══ Data in this exercise

//! Settings loader: assembles sources in precedence order and deserializes.

use super::merge::merge_policy;
use super::sources::{environment, global_file, workspace_file};
use super::ConfqConfig;
use config::{ConfigError, File};
use std::path::{Path, PathBuf};
use tracing::debug;

pub struct ConfigLoader;

impl ConfigLoader {
    /// Load settings for a workspace: defaults, global file, workspace files, environment.
    pub fn load(workspace_root: &Path) -> Result<ConfqConfig, ConfigError> {
        let builder = merge_policy::builder_with_defaults()?;
        let builder = global_file::add_to_builder(builder)?;
        let builder = workspace_file::add_to_builder(builder, workspace_root)?;
        let builder = environment::add_to_builder(builder);
        let config: ConfqConfig = builder.build()?.try_deserialize()?;
        debug!(workspace = %workspace_root.display(), "Loaded settings");
        Ok(config)
    }

    /// Load settings from one explicit file (plus defaults and environment).
    pub fn load_from_file(path: &Path) -> Result<ConfqConfig, ConfigError> {
        if !path.exists() {
            return Err(ConfigError::NotFound(path.display().to_string()));
        }
        let builder = merge_policy::builder_with_defaults()?
            .add_source(File::from(path).required(true));
        let builder = environment::add_to_builder(builder);
        builder.build()?.try_deserialize()
    }

    /// Path of the user-level settings file, if a home directory is known.
    pub fn global_config_path() -> Option<PathBuf> {
        global_file::global_config_path()
    }
}
//! Integration tests for confq

mod cli_view;
mod resolver_scenarios;
mod test_utils;
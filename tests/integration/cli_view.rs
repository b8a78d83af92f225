//! End-to-end tests for `confq config view` through the compiled binary.

use super::test_utils::write_sample_project;
use std::process::{Command, Output};
use tempfile::TempDir;

fn run_confq(test_dir: &TempDir, args: &[&str]) -> Output {
    let home = test_dir.path().join("home");
    let config_home = test_dir.path().join("xdg");
    std::fs::create_dir_all(&home).unwrap();
    std::fs::create_dir_all(&config_home).unwrap();

    Command::new(env!("CARGO_BIN_EXE_confq"))
        .env("HOME", home.as_os_str())
        .env("XDG_CONFIG_HOME", config_home.as_os_str())
        .env_remove("CONFQ_LOG")
        .arg("--workspace")
        .arg(test_dir.path())
        .args(args)
        .output()
        .unwrap()
}

fn stdout(output: &Output) -> String {
    String::from_utf8_lossy(&output.stdout).to_string()
}

#[test]
fn test_list_accounts() {
    let test_dir = TempDir::new().unwrap();
    write_sample_project(test_dir.path());

    let output = run_confq(&test_dir, &["config", "view", "account"]);
    assert!(output.status.success());
    assert_eq!(stdout(&output), "List of Accounts: alice, bob\n");
}

#[test]
fn test_detail_network() {
    let test_dir = TempDir::new().unwrap();
    write_sample_project(test_dir.path());

    let output = run_confq(&test_dir, &["config", "view", "network", "testnet"]);
    assert!(output.status.success());
    assert_eq!(
        stdout(&output),
        "Network Name: testnet\nHost: access.testnet.example:9000\n"
    );
}

#[test]
fn test_not_found_still_exits_zero() {
    let test_dir = TempDir::new().unwrap();
    write_sample_project(test_dir.path());

    let output = run_confq(&test_dir, &["config", "view", "account", "carol"]);
    assert!(output.status.success());
    assert_eq!(stdout(&output), "Account carol does not exist\n");
}

#[test]
fn test_usage_without_project_file() {
    let test_dir = TempDir::new().unwrap();

    let output = run_confq(&test_dir, &["config", "view"]);
    assert!(output.status.success(), "usage must not require a project file");
    assert!(stdout(&output).contains("Usage examples:"));
}

#[test]
fn test_invalid_kind_exits_zero() {
    let test_dir = TempDir::new().unwrap();

    let output = run_confq(&test_dir, &["config", "view", "widget"]);
    assert!(output.status.success());
    assert!(stdout(&output)
        .contains("Valid resources: account, network, emulator, contract, deployment."));
}

#[test]
fn test_missing_project_file_fails() {
    let test_dir = TempDir::new().unwrap();

    let output = run_confq(&test_dir, &["--quiet", "config", "view", "account"]);
    assert!(!output.status.success());
    let stderr = String::from_utf8_lossy(&output.stderr);
    assert!(stderr.contains("Project configuration not found"), "stderr: {}", stderr);
    assert!(stdout(&output).is_empty());
}

#[test]
fn test_project_flag_and_table_format() {
    let test_dir = TempDir::new().unwrap();
    let project_dir = test_dir.path().join("elsewhere");
    std::fs::create_dir_all(&project_dir).unwrap();
    let project = write_sample_project(&project_dir);
    let project = project.to_string_lossy();

    let output = run_confq(
        &test_dir,
        &["-f", project.as_ref(), "config", "view", "contract", "--format", "table"],
    );
    assert!(output.status.success());
    let out = stdout(&output);
    assert!(out.starts_with("List of Contracts\n"));
    assert!(out.contains("FungibleToken"));
    assert!(out.contains("0x9a0766d93b6608b7"));
}

#[test]
fn test_too_many_arguments_rejected() {
    let test_dir = TempDir::new().unwrap();
    write_sample_project(test_dir.path());

    let output = run_confq(&test_dir, &["config", "view", "account", "alice", "extra"]);
    assert!(!output.status.success());
}

#[test]
fn test_settings_command_prints_toml() {
    let test_dir = TempDir::new().unwrap();

    let output = run_confq(&test_dir, &["settings"]);
    assert!(output.status.success());
    let out = stdout(&output);
    assert!(out.contains("[project]"));
    assert!(out.contains("file = \"confq.json\""));
}
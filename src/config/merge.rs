//! Merge rules for layered settings.

pub mod merge_policy;
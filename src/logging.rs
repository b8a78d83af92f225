//! Logging System
//!
//! Structured logging via `tracing`. Query results are written to stdout, so
//! log events only ever go to stderr or a log file.

use crate::error::ConfqError;
use serde::{Deserialize, Serialize};
use std::collections::HashMap;
use std::path::PathBuf;
use std::sync::Mutex;
use tracing_subscriber::fmt::time::ChronoUtc;
use tracing_subscriber::fmt::MakeWriter;
use tracing_subscriber::{fmt, layer::SubscriberExt, util::SubscriberInitExt, EnvFilter, Layer, Registry};

pub const LOG_LEVELS: [&str; 6] = ["trace", "debug", "info", "warn", "error", "off"];
pub const LOG_FORMATS: [&str; 2] = ["text", "json"];
pub const LOG_OUTPUTS: [&str; 3] = ["stderr", "file", "file+stderr"];

/// Logging configuration
#[derive(Debug, Clone, Serialize, Deserialize)]
pub struct LoggingConfig {
    /// Master switch (`--quiet` turns it off)
    #[serde(default = "default_true")]
    pub enabled: bool,

    /// Log level: trace, debug, info, warn, error, off
    #[serde(default = "default_log_level")]
    pub level: String,

    /// Output format: json, text
    #[serde(default = "default_format")]
    pub format: String,

    /// Output destination: stderr, file, file+stderr
    #[serde(default = "default_output")]
    pub output: String,

    /// Log file path; resolved under the state directory when unset
    #[serde(default)]
    pub file: Option<PathBuf>,

    /// Enable colored output (text format on stderr only)
    #[serde(default = "default_true")]
    pub color: bool,

    /// Module-specific log levels
    #[serde(default)]
    pub modules: HashMap<String, String>,
}

fn default_log_level() -> String {
    "warn".to_string()
}

fn default_format() -> String {
    "text".to_string()
}

fn default_output() -> String {
    "stderr".to_string()
}

fn default_true() -> bool {
    true
}

impl Default for LoggingConfig {
    fn default() -> Self {
        Self {
            enabled: default_true(),
            level: default_log_level(),
            format: default_format(),
            output: default_output(),
            file: None,
            color: default_true(),
            modules: HashMap::new(),
        }
    }
}

impl LoggingConfig {
    /// Check level, format and output against the accepted values
    pub fn validate(&self) -> Result<(), String> {
        if !LOG_LEVELS.contains(&self.level.as_str()) {
            return Err(format!(
                "Invalid log level '{}' (must be one of {})",
                self.level,
                LOG_LEVELS.join(", ")
            ));
        }
        if !LOG_FORMATS.contains(&self.format.as_str()) {
            return Err(format!(
                "Invalid log format '{}' (must be 'json' or 'text')",
                self.format
            ));
        }
        parse_output_destinations(&self.output).map_err(|e| e.to_string())?;
        Ok(())
    }
}

type BoxedLayer = Box<dyn Layer<Registry> + Send + Sync>;

/// Initialize the logging system
///
/// Priority order (highest to lowest):
/// 1. Environment variables (CONFQ_LOG, CONFQ_LOG_FORMAT, CONFQ_LOG_OUTPUT)
/// 2. The given config (already merged from CLI flags and settings files)
/// 3. Defaults
pub fn init_logging(config: Option<&LoggingConfig>) -> Result<(), ConfqError> {
    if config.map(|c| !c.enabled).unwrap_or(false) {
        return Ok(());
    }
    if let Some(config) = config {
        config.validate().map_err(ConfqError::LoggingError)?;
    }

    let filter = build_env_filter(config)?;
    let format = determine_format(config)?;
    let output = determine_output(config)?;
    let use_color = config.map(|c| c.color).unwrap_or(true);

    let mut layers: Vec<BoxedLayer> = Vec::new();
    if output.stderr {
        layers.push(make_layer(&format, use_color, std::io::stderr));
    }
    if output.file {
        let path = resolve_log_file_path(None, config.and_then(|c| c.file.clone()))?;
        let file = open_log_file(&path)?;
        layers.push(make_layer(&format, false, Mutex::new(file)));
    }

    Registry::default()
        .with(layers)
        .with(filter)
        .try_init()
        .map_err(|e| ConfqError::LoggingError(format!("Failed to install subscriber: {}", e)))
}

fn make_layer<W>(format: &str, ansi: bool, writer: W) -> BoxedLayer
where
    W: for<'w> MakeWriter<'w> + Send + Sync + 'static,
{
    if format == "json" {
        fmt::layer()
            .json()
            .with_target(true)
            .with_timer(ChronoUtc::rfc_3339())
            .with_writer(writer)
            .boxed()
    } else {
        fmt::layer()
            .with_target(true)
            .with_timer(ChronoUtc::rfc_3339())
            .with_ansi(ansi)
            .with_writer(writer)
            .boxed()
    }
}

fn open_log_file(path: &std::path::Path) -> Result<std::fs::File, ConfqError> {
    if let Some(parent) = path.parent() {
        std::fs::create_dir_all(parent).map_err(|e| {
            ConfqError::LoggingError(format!("Failed to create log directory: {}", e))
        })?;
    }
    std::fs::OpenOptions::new()
        .create(true)
        .append(true)
        .open(path)
        .map_err(|e| {
            ConfqError::LoggingError(format!("Failed to open log file {:?}: {}", path, e))
        })
}

/// Pick the log file: explicit flag, then configured path, then the platform state dir.
pub fn resolve_log_file_path(
    cli_file: Option<PathBuf>,
    config_file: Option<PathBuf>,
) -> Result<PathBuf, ConfqError> {
    if let Some(path) = cli_file.or(config_file) {
        return Ok(path);
    }
    let dirs = directories::ProjectDirs::from("", "", "confq").ok_or_else(|| {
        ConfqError::LoggingError("Could not determine a home directory for the log file".into())
    })?;
    let base = dirs
        .state_dir()
        .map(|p| p.to_path_buf())
        .unwrap_or_else(|| dirs.data_local_dir().to_path_buf());
    Ok(base.join("confq.log"))
}

/// Build environment filter from config or environment variables
fn build_env_filter(config: Option<&LoggingConfig>) -> Result<EnvFilter, ConfqError> {
    if let Ok(filter) = EnvFilter::try_from_env("CONFQ_LOG") {
        return Ok(filter);
    }

    let level = config.map(|c| c.level.as_str()).unwrap_or("warn");
    if level == "off" {
        return Ok(EnvFilter::new("off"));
    }

    let mut filter = EnvFilter::new(level);
    if let Some(config) = config {
        for (module, module_level) in &config.modules {
            let directive = format!("{}={}", module, module_level);
            filter = filter.add_directive(directive.parse().map_err(|e| {
                ConfqError::LoggingError(format!("Invalid log directive: {}", e))
            })?);
        }
    }

    Ok(filter)
}

/// Determine output format from config or environment
fn determine_format(config: Option<&LoggingConfig>) -> Result<String, ConfqError> {
    if let Ok(format) = std::env::var("CONFQ_LOG_FORMAT") {
        if LOG_FORMATS.contains(&format.as_str()) {
            return Ok(format);
        }
    }

    let format = config.map(|c| c.format.as_str()).unwrap_or("text");
    if !LOG_FORMATS.contains(&format) {
        return Err(ConfqError::LoggingError(format!(
            "Invalid log format: {} (must be 'json' or 'text')",
            format
        )));
    }
    Ok(format.to_string())
}

/// Output destinations
#[derive(Debug, PartialEq, Eq)]
struct OutputDestinations {
    stderr: bool,
    file: bool,
}

fn determine_output(config: Option<&LoggingConfig>) -> Result<OutputDestinations, ConfqError> {
    if let Ok(output) = std::env::var("CONFQ_LOG_OUTPUT") {
        return parse_output_destinations(&output);
    }
    parse_output_destinations(config.map(|c| c.output.as_str()).unwrap_or("stderr"))
}

fn parse_output_destinations(output: &str) -> Result<OutputDestinations, ConfqError> {
    match output {
        "stderr" => Ok(OutputDestinations {
            stderr: true,
            file: false,
        }),
        "file" => Ok(OutputDestinations {
            stderr: false,
            file: true,
        }),
        "file+stderr" => Ok(OutputDestinations {
            stderr: true,
            file: true,
        }),
        _ => Err(ConfqError::LoggingError(format!(
            "Invalid log output: {} (must be 'stderr', 'file', or 'file+stderr')",
            output
        ))),
    }
}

════

Using the entries above, copy out all lines that contain the string "Failed".

        .map_err(|e| ConfqError::LoggingError(format!("Failed to install subscriber: {}", e)))
            ConfqError::LoggingError(format!("Failed to create log directory: {}", e))
            ConfqError::LoggingError(format!("Failed to open log file {:?}: {}", path, e))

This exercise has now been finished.